[Data entries]
------

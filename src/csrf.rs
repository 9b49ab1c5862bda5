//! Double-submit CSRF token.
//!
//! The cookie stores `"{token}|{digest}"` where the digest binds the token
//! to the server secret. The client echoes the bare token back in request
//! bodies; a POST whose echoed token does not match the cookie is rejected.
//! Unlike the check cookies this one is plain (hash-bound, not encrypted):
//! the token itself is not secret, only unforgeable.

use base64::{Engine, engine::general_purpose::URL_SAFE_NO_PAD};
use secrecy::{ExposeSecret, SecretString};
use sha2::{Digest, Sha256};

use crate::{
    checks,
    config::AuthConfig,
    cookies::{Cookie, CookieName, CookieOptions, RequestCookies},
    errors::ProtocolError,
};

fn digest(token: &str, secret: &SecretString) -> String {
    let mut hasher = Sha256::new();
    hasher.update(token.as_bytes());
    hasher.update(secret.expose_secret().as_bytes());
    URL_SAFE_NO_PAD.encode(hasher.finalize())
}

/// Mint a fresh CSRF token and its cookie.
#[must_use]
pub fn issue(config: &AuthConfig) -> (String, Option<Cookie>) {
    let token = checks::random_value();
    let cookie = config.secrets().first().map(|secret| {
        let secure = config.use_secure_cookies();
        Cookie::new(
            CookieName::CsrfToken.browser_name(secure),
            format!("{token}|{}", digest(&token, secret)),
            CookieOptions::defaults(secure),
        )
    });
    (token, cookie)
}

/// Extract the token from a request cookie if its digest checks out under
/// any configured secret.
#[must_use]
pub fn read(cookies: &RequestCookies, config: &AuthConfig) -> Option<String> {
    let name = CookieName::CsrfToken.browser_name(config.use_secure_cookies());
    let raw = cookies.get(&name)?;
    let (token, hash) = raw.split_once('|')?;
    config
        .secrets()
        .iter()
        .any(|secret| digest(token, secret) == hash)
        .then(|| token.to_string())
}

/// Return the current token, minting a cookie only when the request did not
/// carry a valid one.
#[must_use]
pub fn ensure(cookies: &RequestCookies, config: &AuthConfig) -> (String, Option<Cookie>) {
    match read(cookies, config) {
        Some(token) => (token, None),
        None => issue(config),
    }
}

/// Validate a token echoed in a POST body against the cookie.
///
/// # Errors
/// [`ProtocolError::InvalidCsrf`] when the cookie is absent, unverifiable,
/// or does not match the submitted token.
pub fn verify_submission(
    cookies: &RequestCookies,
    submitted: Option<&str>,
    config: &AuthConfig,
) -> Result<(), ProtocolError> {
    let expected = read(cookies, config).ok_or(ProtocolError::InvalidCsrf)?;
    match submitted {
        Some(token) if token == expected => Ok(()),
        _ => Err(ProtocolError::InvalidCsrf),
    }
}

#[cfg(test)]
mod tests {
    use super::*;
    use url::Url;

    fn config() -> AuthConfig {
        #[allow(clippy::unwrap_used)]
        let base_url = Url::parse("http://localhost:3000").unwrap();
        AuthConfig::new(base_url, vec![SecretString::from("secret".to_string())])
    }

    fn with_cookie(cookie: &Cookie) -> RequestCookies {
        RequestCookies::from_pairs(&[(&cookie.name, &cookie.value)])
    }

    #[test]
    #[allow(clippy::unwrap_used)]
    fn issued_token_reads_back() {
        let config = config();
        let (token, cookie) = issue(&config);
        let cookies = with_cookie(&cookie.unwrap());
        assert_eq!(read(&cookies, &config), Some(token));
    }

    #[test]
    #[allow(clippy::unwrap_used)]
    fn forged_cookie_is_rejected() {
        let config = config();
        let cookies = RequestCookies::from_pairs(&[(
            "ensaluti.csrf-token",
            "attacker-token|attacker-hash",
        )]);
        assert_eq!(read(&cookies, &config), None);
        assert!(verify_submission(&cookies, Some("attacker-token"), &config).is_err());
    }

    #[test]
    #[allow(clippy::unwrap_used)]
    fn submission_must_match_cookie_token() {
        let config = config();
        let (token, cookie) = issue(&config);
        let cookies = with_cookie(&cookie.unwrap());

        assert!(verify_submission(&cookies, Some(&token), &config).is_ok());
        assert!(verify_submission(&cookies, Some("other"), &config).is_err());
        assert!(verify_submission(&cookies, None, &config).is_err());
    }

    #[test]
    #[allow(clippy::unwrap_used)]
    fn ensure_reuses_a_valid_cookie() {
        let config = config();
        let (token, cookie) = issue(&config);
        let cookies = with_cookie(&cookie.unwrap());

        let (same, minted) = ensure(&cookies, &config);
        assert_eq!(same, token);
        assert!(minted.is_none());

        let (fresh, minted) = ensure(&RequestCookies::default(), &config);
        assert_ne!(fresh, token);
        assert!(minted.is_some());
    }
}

------

Work instructions =
All records should be written out again exactly as given.

Solution to this exercise =
filename src/csrf.rs
repository 9b49ab1c5862bda5
//! Double-submit CSRF token.
//!
//! The cookie stores `"{token}|{digest}"` where the digest binds the token
//! to the server secret. The client echoes the bare token back in request
//! bodies; a POST whose echoed token does not match the cookie is rejected.
//! Unlike the check cookies this one is plain (hash-bound, not encrypted):
//! the token itself is not secret, only unforgeable.

use base64::{Engine, engine::general_purpose::URL_SAFE_NO_PAD};
use secrecy::{ExposeSecret, SecretString};
use sha2::{Digest, Sha256};

use crate::{
    checks,
    config::AuthConfig,
    cookies::{Cookie, CookieName, CookieOptions, RequestCookies},
    errors::ProtocolError,
};

fn digest(token: &str, secret: &SecretString) -> String {
    let mut hasher = Sha256::new();
    hasher.update(token.as_bytes());
    hasher.update(secret.expose_secret().as_bytes());
    URL_SAFE_NO_PAD.encode(hasher.finalize())
}

/// Mint a fresh CSRF token and its cookie.
#[must_use]
pub fn issue(config: &AuthConfig) -> (String, Option<Cookie>) {
    let token = checks::random_value();
    let cookie = config.secrets().first().map(|secret| {
        let secure = config.use_secure_cookies();
        Cookie::new(
            CookieName::CsrfToken.browser_name(secure),
            format!("{token}|{}", digest(&token, secret)),
            CookieOptions::defaults(secure),
        )
    });
    (token, cookie)
}

/// Extract the token from a request cookie if its digest checks out under
/// any configured secret.
#[must_use]
pub fn read(cookies: &RequestCookies, config: &AuthConfig) -> Option<String> {
    let name = CookieName::CsrfToken.browser_name(config.use_secure_cookies());
    let raw = cookies.get(&name)?;
    let (token, hash) = raw.split_once('|')?;
    config
        .secrets()
        .iter()
        .any(|secret| digest(token, secret) == hash)
        .then(|| token.to_string())
}

/// Return the current token, minting a cookie only when the request did not
/// carry a valid one.
#[must_use]
pub fn ensure(cookies: &RequestCookies, config: &AuthConfig) -> (String, Option<Cookie>) {
    match read(cookies, config) {
        Some(token) => (token, None),
        None => issue(config),
    }
}

/// Validate a token echoed in a POST body against the cookie.
///
/// # Errors
/// [`ProtocolError::InvalidCsrf`] when the cookie is absent, unverifiable,
/// or does not match the submitted token.
pub fn verify_submission(
    cookies: &RequestCookies,
    submitted: Option<&str>,
    config: &AuthConfig,
) -> Result<(), ProtocolError> {
    let expected = read(cookies, config).ok_or(ProtocolError::InvalidCsrf)?;
    match submitted {
        Some(token) if token == expected => Ok(()),
        _ => Err(ProtocolError::InvalidCsrf),
    }
}

#[cfg(test)]
mod tests {
    use super::*;
    use url::Url;

    fn config() -> AuthConfig {
        #[allow(clippy::unwrap_used)]
        let base_url = Url::parse("http://localhost:3000").unwrap();
        AuthConfig::new(base_url, vec![SecretString::from("secret".to_string())])
    }

    fn with_cookie(cookie: &Cookie) -> RequestCookies {
        RequestCookies::from_pairs(&[(&cookie.name, &cookie.value)])
    }

    #[test]
    #[allow(clippy::unwrap_used)]
    fn issued_token_reads_back() {
        let config = config();
        let (token, cookie) = issue(&config);
        let cookies = with_cookie(&cookie.unwrap());
        assert_eq!(read(&cookies, &config), Some(token));
    }

    #[test]
    #[allow(clippy::unwrap_used)]
    fn forged_cookie_is_rejected() {
        let config = config();
        let cookies = RequestCookies::from_pairs(&[(
            "ensaluti.csrf-token",
            "attacker-token|attacker-hash",
        )]);
        assert_eq!(read(&cookies, &config), None);
        assert!(verify_submission(&cookies, Some("attacker-token"), &config).is_err());
    }

    #[test]
    #[allow(clippy::unwrap_used)]
    fn submission_must_match_cookie_token() {
        let config = config();
        let (token, cookie) = issue(&config);
        let cookies = with_cookie(&cookie.unwrap());

        assert!(verify_submission(&cookies, Some(&token), &config).is_ok());
        assert!(verify_submission(&cookies, Some("other"), &config).is_err());
        assert!(verify_submission(&cookies, None, &config).is_err());
    }

    #[test]
    #[allow(clippy::unwrap_used)]
    fn ensure_reuses_a_valid_cookie() {
        let config = config();
        let (token, cookie) = issue(&config);
        let cookies = with_cookie(&cookie.unwrap());

        let (same, minted) = ensure(&cookies, &config);
        assert_eq!(same, token);
        assert!(minted.is_none());

        let (fresh, minted) = ensure(&RequestCookies::default(), &config);
        assert_ne!(fresh, token);
        assert!(minted.is_some());
    }
}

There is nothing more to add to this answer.